Tiny towns around the county are depopulated as their entire populations very quickly begin to fill Miss Luverne’s yard. “Luther Nell and Clovis told Sheila Ed and Bobby that Sonny saw a truck turned over up in here… and yep there it is” and the CBs and bongos ring out and the villagers get Big Mee-maw out of the shed and head on over. A couple of trucks stop by the yard just long enough to yell out “Anybody kilt?”, then speeding off disappointed, their hopes of videotaping the wreckage for inclusion in AMERICA’S FUNNIEST TRAFFIC FATALITIES once again dashed, but most stop, park, get outta the car, look at the truck, agree “you can still smail the new in that truck!” There haven’t been this many people in one place on this highway since the Great Northern Civil Right’s Worker Sighting of ’62. Even the man from the Rest Area shows up as all of them forming an impromptu recital of the Maplesville Southern Baptist Greek Chorus and taking turns as choragus.
CHORAGOS: I seen the tire…layin’ in the road…
CHORUS: Said, somebody’s gonna have a wreck. Shore did… [strophe]
I’m stunned from the wreck and more stunned from the fact that more people saw this goddamned tire in the road than saw the Zapruder film and a question formed in my mind… let’s see now, what was the question that formed… oh yeah, I remember…
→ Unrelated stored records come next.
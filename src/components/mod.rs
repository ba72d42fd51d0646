pub mod calendar;
pub mod event_store;
pub mod prompt_relay;
use async_trait::async_trait;
use chrono::NaiveDate;
use promptcal::components::calendar::{Cell, EventFields, GridOptions, NewEvent, WeekStart};
use promptcal::components::event_store::InMemoryStorage;
use promptcal::components::prompt_relay::{Extractor, RelayError};
use promptcal::config::{Config, StorageConfig};
use promptcal::controller::CalendarController;
use promptcal::error::Error;
use promptcal::utils::time::YearMonth;
use std::collections::HashMap;
use std::sync::Arc;

/// Extractor that must never be reached
struct UnreachableExtractor;

#[async_trait]
impl Extractor for UnreachableExtractor {
    async fn extract(&self, _user_text: &str, _today: NaiveDate) -> Result<EventFields, RelayError> {
        Err(RelayError::Service("unexpected call".to_string()))
    }
}

fn date(y: i32, m: u32, d: u32) -> NaiveDate {
    NaiveDate::from_ymd_opt(y, m, d).unwrap()
}

async fn controller(today: NaiveDate) -> CalendarController {
    CalendarController::load(
        Arc::new(InMemoryStorage::new()),
        Arc::new(UnreachableExtractor),
        GridOptions::default(),
        today,
    )
    .await
}

/// Smoke test to verify that the config can be built from a minimal environment
#[test]
fn test_config_loads() {
    let vars: HashMap<&str, &str> = [
        ("GEMINI_API_KEY", "test_key"),
        ("STORAGE_BACKEND", "memory"),
        ("CALENDAR_CONFIG", "/nonexistent/calendar.toml"),
    ]
    .into_iter()
    .collect();

    let config = Config::from_lookup(|key| vars.get(key).map(|v| v.to_string())).unwrap();

    assert_eq!(config.gemini_api_key, "test_key");
    assert_eq!(config.storage, StorageConfig::Memory);
    assert_eq!(config.grid.week_start, WeekStart::Sunday);
}

/// Without a credential startup must stop
#[test]
fn test_config_requires_api_key() {
    let err = Config::from_lookup(|_| None).unwrap_err();
    assert!(matches!(err, Error::Environment(_)));
}

/// A fresh controller starts empty on the current month
#[tokio::test]
async fn test_controller_starts_on_current_month() {
    let today = date(2024, 6, 11);
    let controller = controller(today).await;

    assert!(controller.events().await.is_empty());
    assert!(!controller.is_busy());
    assert_eq!(
        controller.displayed_month().await,
        YearMonth::new(2024, 6).unwrap()
    );

    let view = controller.view(today).await;
    assert_eq!((view.year, view.month), (2024, 6));
    assert_eq!(view.label, "June 2024");

    // June 2024 starts on a Saturday
    assert_eq!(view.cells.iter().take_while(|c| c.is_blank()).count(), 6);
    let today_cells: Vec<_> = view
        .cells
        .iter()
        .filter_map(Cell::as_day)
        .filter(|d| d.is_today)
        .collect();
    assert_eq!(today_cells.len(), 1);
    assert_eq!(today_cells[0].day, 11);
}

/// Navigation wraps across year boundaries and returns to today
#[tokio::test]
async fn test_navigation() {
    let today = date(2024, 12, 20);
    let controller = controller(today).await;

    let next = controller.next_month(today).await;
    assert_eq!((next.year, next.month), (2025, 1));

    controller.prev_month(today).await;
    let prev = controller.prev_month(today).await;
    assert_eq!((prev.year, prev.month), (2024, 11));

    let shown = controller
        .show_month(YearMonth::new(2023, 2).unwrap(), today)
        .await;
    assert_eq!((shown.year, shown.month), (2023, 2));
    assert_eq!(controller.view(today).await, shown);

    let back = controller.show_today(today).await;
    assert_eq!((back.year, back.month), (2024, 12));
}

/// Viewing another month leaves the display where it was
#[tokio::test]
async fn test_view_month_does_not_navigate() {
    let today = date(2024, 6, 11);
    let controller = controller(today).await;

    let july = controller
        .view_month(YearMonth::new(2024, 7).unwrap(), today)
        .await;
    assert_eq!(july.month, 7);
    assert!(july
        .cells
        .iter()
        .filter_map(Cell::as_day)
        .all(|d| !d.is_today));
    assert_eq!(controller.displayed_month().await.month(), 6);
}

/// Manual entries show up in the rendered grid
#[tokio::test]
async fn test_manual_event_renders() {
    let today = date(2024, 6, 1);
    let controller = controller(today).await;

    let event = controller
        .create_event(NewEvent::from(EventFields::new(
            "Trip",
            date(2024, 6, 10),
            date(2024, 6, 12),
            "",
        )))
        .await
        .unwrap();

    let view = controller.view(today).await;
    let days_with_trip: Vec<u32> = view
        .cells
        .iter()
        .filter_map(Cell::as_day)
        .filter(|d| d.events.iter().any(|e| e.id == event.id))
        .map(|d| d.day)
        .collect();

    assert_eq!(days_with_trip, vec![10, 11, 12]);

    // Rendering twice gives the same cells
    assert_eq!(controller.view(today).await, view);
}

/// Empty prompts are rejected before the extractor runs
#[tokio::test]
async fn test_empty_prompt_is_rejected() {
    let today = date(2024, 6, 11);
    let controller = controller(today).await;

    let err = controller.submit_prompt("   ", today).await.unwrap_err();
    assert!(matches!(err, Error::Relay(RelayError::MissingInput)));
    assert!(!controller.is_busy());
    assert!(controller.events().await.is_empty());
}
WELL WHY THE FUCK DIDN’T YOU MOVE IT!
I think to myself, these are the ancestors of the Eloi! The people in THE TIME MACHINE who are so calm and serene and peaceful but watch with tame disinterest as one of their own falls into the river and starts to drown. What the hell is their justification for not moving something that anybody could see
CHORUS: ‘is gonna cause somebody ‘have a wreck…[anti-strophe]
Reconstructed conversation based on purely speculative theory:
Gilroy: Well I ain’t movin’ it. The Lord obvious wanted it there.
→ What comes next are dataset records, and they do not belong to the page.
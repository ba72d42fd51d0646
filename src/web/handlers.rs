use axum::{
    extract::{
        rejection::{JsonRejection, PathRejection},
        Path, State,
    },
    http::StatusCode,
    response::{IntoResponse, Response},
    Json,
};
use chrono::NaiveDate;
use rust_i18n::t;
use serde::{Deserialize, Serialize};
use tracing::{debug, error, warn};

use super::AppState;
use crate::components::calendar::models::{EventFields, EventId, NewEvent};
use crate::components::prompt_relay::RelayError;
use crate::error::Error;
use crate::utils::time::{parse_date, today, YearMonth};

/// Body of the prompt endpoints; field aliases match the original front end
#[derive(Debug, Default, Deserialize)]
pub struct ScheduleRequest {
    #[serde(default, alias = "userInput")]
    pub text: Option<String>,
    /// Date relative expressions resolve against, defaults to the server's date
    #[serde(default, alias = "date")]
    pub today: Option<String>,
}

impl ScheduleRequest {
    fn resolve_today(&self) -> Result<NaiveDate, ApiError> {
        match self.today.as_deref().map(str::trim) {
            None | Some("") => Ok(today()),
            Some(raw) => parse_date(raw).ok_or_else(|| ApiError::InvalidDate(raw.to_string())),
        }
    }
}

#[derive(Debug, Serialize)]
pub struct ErrorBody {
    pub error: String,
}

/// Failure of one request, rendered as `{ "error": ... }` with a localized message
#[derive(Debug)]
pub enum ApiError {
    App(Error),
    InvalidBody(String),
    InvalidDate(String),
    InvalidMonth(i32, u32),
}

impl From<Error> for ApiError {
    fn from(err: Error) -> Self {
        ApiError::App(err)
    }
}

impl From<JsonRejection> for ApiError {
    fn from(rejection: JsonRejection) -> Self {
        ApiError::InvalidBody(rejection.body_text())
    }
}

impl From<PathRejection> for ApiError {
    fn from(rejection: PathRejection) -> Self {
        ApiError::InvalidBody(rejection.body_text())
    }
}

impl ApiError {
    pub fn status(&self) -> StatusCode {
        match self {
            ApiError::InvalidBody(_) | ApiError::InvalidDate(_) | ApiError::InvalidMonth(..) => {
                StatusCode::BAD_REQUEST
            }
            ApiError::App(err) => match err {
                Error::Relay(RelayError::MissingInput)
                | Error::Validation(_)
                | Error::IdOutOfRange(_) => StatusCode::BAD_REQUEST,
                Error::Relay(RelayError::Service(_)) => StatusCode::BAD_GATEWAY,
                Error::Relay(RelayError::Malformed(_) | RelayError::Incomplete { .. }) => {
                    StatusCode::UNPROCESSABLE_ENTITY
                }
                Error::Busy | Error::DuplicateId(_) => StatusCode::CONFLICT,
                Error::NotFound(_) => StatusCode::NOT_FOUND,
                _ => StatusCode::INTERNAL_SERVER_ERROR,
            },
        }
    }

    /// User-facing message in the current locale
    pub fn message(&self) -> String {
        match self {
            ApiError::InvalidBody(_) => t!("error_invalid_body").to_string(),
            ApiError::InvalidDate(_) => t!("error_invalid_date").to_string(),
            ApiError::InvalidMonth(..) => t!("error_invalid_month").to_string(),
            ApiError::App(err) => match err {
                Error::Relay(RelayError::MissingInput) => t!("error_missing_input").to_string(),
                Error::Relay(RelayError::Service(_)) => t!("error_service_unavailable").to_string(),
                Error::Relay(_) => t!("error_not_understood").to_string(),
                Error::Busy => t!("error_busy").to_string(),
                Error::Validation(reason) => {
                    t!("error_invalid_event", reason = reason.to_string()).to_string()
                }
                Error::NotFound(_) => t!("error_not_found").to_string(),
                Error::DuplicateId(_) => t!("error_duplicate_id").to_string(),
                Error::IdOutOfRange(_) => t!("error_invalid_id").to_string(),
                Error::Storage(_) | Error::Io(_) | Error::Serialization(_) => {
                    t!("error_storage").to_string()
                }
                _ => t!("error_internal").to_string(),
            },
        }
    }
}

impl IntoResponse for ApiError {
    fn into_response(self) -> Response {
        let status = self.status();
        if status.is_server_error() {
            error!("Request failed with {}: {:?}", status, self);
        } else {
            warn!("Request rejected with {}: {:?}", status, self);
        }

        (status, Json(ErrorBody { error: self.message() })).into_response()
    }
}

type ApiResult<T> = Result<T, ApiError>;

/// Health check endpoint
pub async fn health_handler() -> &'static str {
    "OK"
}

/// Relay only: free text in, validated event fields out
pub async fn schedule_handler(
    State(state): State<AppState>,
    body: Result<Json<ScheduleRequest>, JsonRejection>,
) -> ApiResult<Json<EventFields>> {
    let Json(body) = body?;
    let today = body.resolve_today()?;
    debug!("Schedule request for {}", today);

    let fields = state
        .controller
        .extract(body.text.as_deref().unwrap_or_default(), today)
        .await?;
    Ok(Json(fields))
}

/// Extract an event from free text and store it
pub async fn prompt_event_handler(
    State(state): State<AppState>,
    body: Result<Json<ScheduleRequest>, JsonRejection>,
) -> ApiResult<impl IntoResponse> {
    let Json(body) = body?;
    let today = body.resolve_today()?;

    let text = body.text.unwrap_or_default();

    // Detached so a client disconnect does not cancel the extraction
    let controller = state.controller.clone();
    let event = tokio::spawn(async move { controller.submit_prompt(&text, today).await })
        .await
        .map_err(|e| Error::Other(format!("Prompt task failed: {}", e)))??;
    Ok((StatusCode::CREATED, Json(event)))
}

pub async fn list_events_handler(State(state): State<AppState>) -> impl IntoResponse {
    Json(state.controller.events().await)
}

/// Manual entry
pub async fn create_event_handler(
    State(state): State<AppState>,
    body: Result<Json<NewEvent>, JsonRejection>,
) -> ApiResult<impl IntoResponse> {
    let Json(new_event) = body?;
    let event = state.controller.create_event(new_event).await?;
    Ok((StatusCode::CREATED, Json(event)))
}

pub async fn get_event_handler(
    State(state): State<AppState>,
    path: Result<Path<EventId>, PathRejection>,
) -> ApiResult<impl IntoResponse> {
    let Path(id) = path?;
    let event = state
        .controller
        .event(id)
        .await
        .ok_or(Error::NotFound(id))?;
    Ok(Json(event))
}

/// Full replacement of an event's fields
pub async fn update_event_handler(
    State(state): State<AppState>,
    path: Result<Path<EventId>, PathRejection>,
    body: Result<Json<EventFields>, JsonRejection>,
) -> ApiResult<impl IntoResponse> {
    let Path(id) = path?;
    let Json(fields) = body?;
    let event = state.controller.update_event(id, fields).await?;
    Ok(Json(event))
}

pub async fn delete_event_handler(
    State(state): State<AppState>,
    path: Result<Path<EventId>, PathRejection>,
) -> ApiResult<StatusCode> {
    let Path(id) = path?;
    state.controller.delete_event(id).await?;
    Ok(StatusCode::NO_CONTENT)
}

/// The currently displayed month
pub async fn calendar_handler(State(state): State<AppState>) -> impl IntoResponse {
    Json(state.controller.view(today()).await)
}

/// Any month, without moving the display
pub async fn month_handler(
    State(state): State<AppState>,
    path: Result<Path<(i32, u32)>, PathRejection>,
) -> ApiResult<impl IntoResponse> {
    let Path((year, month)) = path?;
    let month = YearMonth::new(year, month).ok_or(ApiError::InvalidMonth(year, month))?;
    Ok(Json(state.controller.view_month(month, today()).await))
}

pub async fn next_month_handler(State(state): State<AppState>) -> impl IntoResponse {
    Json(state.controller.next_month(today()).await)
}

pub async fn prev_month_handler(State(state): State<AppState>) -> impl IntoResponse {
    Json(state.controller.prev_month(today()).await)
}

pub async fn today_handler(State(state): State<AppState>) -> impl IntoResponse {
    Json(state.controller.show_today(today()).await)
}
Jimmy Titus: That ain’t my road, ain’t my tire, don’t sees how I got a right…
Willie Hank: That road’s state property, that tire’s lumber comp’ny property… I ain’t gonna be called a’thievin’ it. I ain’t goin’ back to jail for nobody!
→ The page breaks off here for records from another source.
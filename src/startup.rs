use crate::components::event_store::{EventStorage, FileStorage, InMemoryStorage, RedisStorage};
use crate::components::prompt_relay::{Extractor, GeminiExtractor};
use crate::config::{Config, StorageConfig};
use crate::controller::CalendarController;
use crate::error::{AppResult, Error};
use crate::shutdown;
use crate::utils::{i18n, time};
use crate::web::{router, AppState};
use std::sync::Arc;
use tokio::net::TcpListener;
use tracing::{error, info};
use tracing_subscriber::{EnvFilter, FmtSubscriber};

/// Initialize logging with environment-based configuration
pub fn init_logging() -> miette::Result<()> {
    let subscriber = FmtSubscriber::builder()
        .with_env_filter(
            EnvFilter::try_from_default_env()
                .unwrap_or_else(|_| EnvFilter::new("info,tower_http=debug")),
        )
        .finish();

    tracing::subscriber::set_global_default(subscriber)
        .map_err(|e| Error::Other(format!("Failed to set up logging: {}", e)))?;

    Ok(())
}

/// Load the application config; a missing credential stops startup here
pub fn load_config() -> miette::Result<Config> {
    match Config::load() {
        Ok(config) => Ok(config),
        Err(e) => {
            error!("Failed to load configuration: {:?}", e);
            Err(e.into())
        }
    }
}

/// Create the storage backend selected in the config
pub fn build_storage(config: &Config) -> AppResult<Arc<dyn EventStorage>> {
    let storage: Arc<dyn EventStorage> = match &config.storage {
        StorageConfig::File { data_dir } => {
            let storage = FileStorage::new(data_dir, &config.storage_key);
            info!("Using file storage at {}", storage.path().display());
            Arc::new(storage)
        }
        StorageConfig::Redis { url } => Arc::new(RedisStorage::new(url, &config.storage_key)?),
        StorageConfig::Memory => {
            info!("Using in-memory storage; events are lost on exit");
            Arc::new(InMemoryStorage::new())
        }
    };

    Ok(storage)
}

/// Create the model client
pub fn build_extractor(config: &Config) -> AppResult<Arc<dyn Extractor>> {
    let extractor = GeminiExtractor::new(
        &config.gemini_api_key,
        &config.gemini_model,
        &config.gemini_base_url,
        config.gemini_timeout,
    )?;
    info!("Using Gemini endpoint {}", extractor.endpoint());

    Ok(Arc::new(extractor))
}

/// Wire up the components and serve HTTP until a shutdown signal arrives
pub async fn start_server(config: Config) -> miette::Result<()> {
    i18n::set_locale(&config.locale);

    let storage = build_storage(&config)?;
    let extractor = build_extractor(&config)?;

    let controller =
        CalendarController::load(storage, extractor, config.grid, time::today()).await;
    let state = AppState::new(Arc::new(controller));
    let app = router(state, config.static_dir.clone());

    let address = config.bind_address();
    let listener = TcpListener::bind(&address)
        .await
        .map_err(|e| Error::Other(format!("Failed to bind {}: {}", address, e)))?;
    info!("Listening on {}", address);

    axum::serve(listener, app)
        .with_graceful_shutdown(shutdown::wait_for_signal())
        .await
        .map_err(Error::from)?;

    info!("Server stopped");
    Ok(())
}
I don’t say anything of course because… well, I’m standing in a yard surrounded by a dozen or three Eloi hillbillies without a way out of there. Pissing them off would not be a good idea. And then there are the less than dulcet Sounds of Silence, which can always be dangerous in large groups of people in rural Alabama. Then one of them has an idea.
“We can turn that truck back over for ya if you wan’ us too…”
Massive agreement. “Oh yeah… “ “We could do that easy like…” “we could have it back upright in two pulls of a goat’s tit!” “…bet you could drive it on outta here for the sher’ff and wrecker even get here… save ya’sef some paperwork and money!” “Bob, don’tcha think me and you and Lemay could git that thang righted?”
I decline… very politely… because I don’t know if the truck needs to be in its original position when the sheriff comes to make the accident report or if it could somehow void the insurance coverage or if it won’t do more harm htan good. I’ve hurt them, I know.
Then the sheriff arrives.
TBC
I never caught his name, but in my mind he’s Fred Earl Cliché. If I’d seen him in a movie he’d have been played by Gailard Sartain and I’d have been furious that once again Hollywood was stooping to stereotypes of southern law enforcement… but sometimes you have to remember why stereotypes exist in the first placement. “Sheriff Cliché” is middle aged, has a massive gut that pokes through his tan uniform, is wearing mirrored sunglasses at night (his deputy is driving), and so help me God I am not embellishing when I mention that he was chewing a piece of straw. He assays the scene and says (I swear on my holiest oath, which is something close to ‘May I live to be a very very old man and spend every minute of it in Maplesville’ that he said this)
“Truck turn over?”
Sheriff think good. Sometimes in life you simply must plagiarize: HERE’S YOUR SIGN. (No sheriff, the truck stayed still, but the world turned sideways.)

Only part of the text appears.